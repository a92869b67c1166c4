use crate::cache;
use crate::constants::CACHE_KEY_COORD_DECIMALS;
use crate::error::{AppError, Result};
use crate::models::{Budget, Coordinates, IsochroneResult};
use crate::quota::QuotaClass;
use crate::routes::{client_identity, consume_quota};
use crate::AppState;
use axum::{
    extract::{Query, State},
    http::HeaderMap,
    Json,
};
use serde::Deserialize;
use std::sync::Arc;

#[derive(Debug, Deserialize)]
pub struct IsochroneQueryParams {
    pub lat: Option<f64>,
    pub lon: Option<f64>,
    /// Driving minutes
    pub time: Option<f64>,
    /// Driving kilometers
    pub distance: Option<f64>,
}

impl IsochroneQueryParams {
    /// Origin rounded to the cache key precision, plus exactly one budget.
    pub fn validate(&self) -> Result<(Coordinates, Budget)> {
        let (Some(lat), Some(lon)) = (self.lat, self.lon) else {
            return Err(AppError::InvalidRequest(
                "lat and lon are required".to_string(),
            ));
        };
        let origin = Coordinates::new(lat, lon)
            .map_err(AppError::InvalidRequest)?
            .round(CACHE_KEY_COORD_DECIMALS);

        let budget = match (self.time, self.distance) {
            (Some(minutes), None) => Budget::time(minutes),
            (None, Some(km)) => Budget::distance(km),
            _ => {
                return Err(AppError::InvalidRequest(
                    "Provide exactly one of time or distance".to_string(),
                ))
            }
        }
        .map_err(AppError::InvalidRequest)?;

        Ok((origin, budget))
    }
}

/// GET /isochrone
/// Reachable region for a budget and the municipalities it touches
pub async fn isochrone(
    State(state): State<Arc<AppState>>,
    headers: HeaderMap,
    Query(params): Query<IsochroneQueryParams>,
) -> Result<Json<IsochroneResult>> {
    let (origin, budget) = params.validate()?;

    tracing::info!(
        lat = origin.lat,
        lng = origin.lng,
        mode = %budget.kind(),
        value = budget.value(),
        "Isochrone request: ({:.4}, {:.4}), {} {}",
        origin.lat,
        origin.lng,
        budget.kind(),
        budget.value()
    );

    let cache_key = cache::isochrone_cache_key(&origin, &budget);
    if let Some(cached) = state.isochrone_cache.get(&cache_key).await {
        tracing::info!("Cache hit for isochrone {}", cache_key);
        return Ok(Json(cached));
    }

    consume_quota(&state, QuotaClass::Isoline, &client_identity(&headers))?;

    let result = state
        .isochrone
        .intersecting_municipalities(origin, &budget)
        .await?;

    state
        .isochrone_cache
        .set(cache_key, result.clone(), None)
        .await;

    Ok(Json(result))
}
◇ ◇ ◇ ◇ ◇ ◇ ◇
WHAT THE TASK REQUIRES> Write out exactly the lines that fall from the line with "#[derive(Debug, Deserialize)]" to the line with "exactly one budget." in the records above, keeping both ends.

THE ANSWER>
#[derive(Debug, Deserialize)]
pub struct IsochroneQueryParams {
    pub lat: Option<f64>,
    pub lon: Option<f64>,
    /// Driving minutes
    pub time: Option<f64>,
    /// Driving kilometers
    pub distance: Option<f64>,
}

impl IsochroneQueryParams {
    /// Origin rounded to the cache key precision, plus exactly one budget.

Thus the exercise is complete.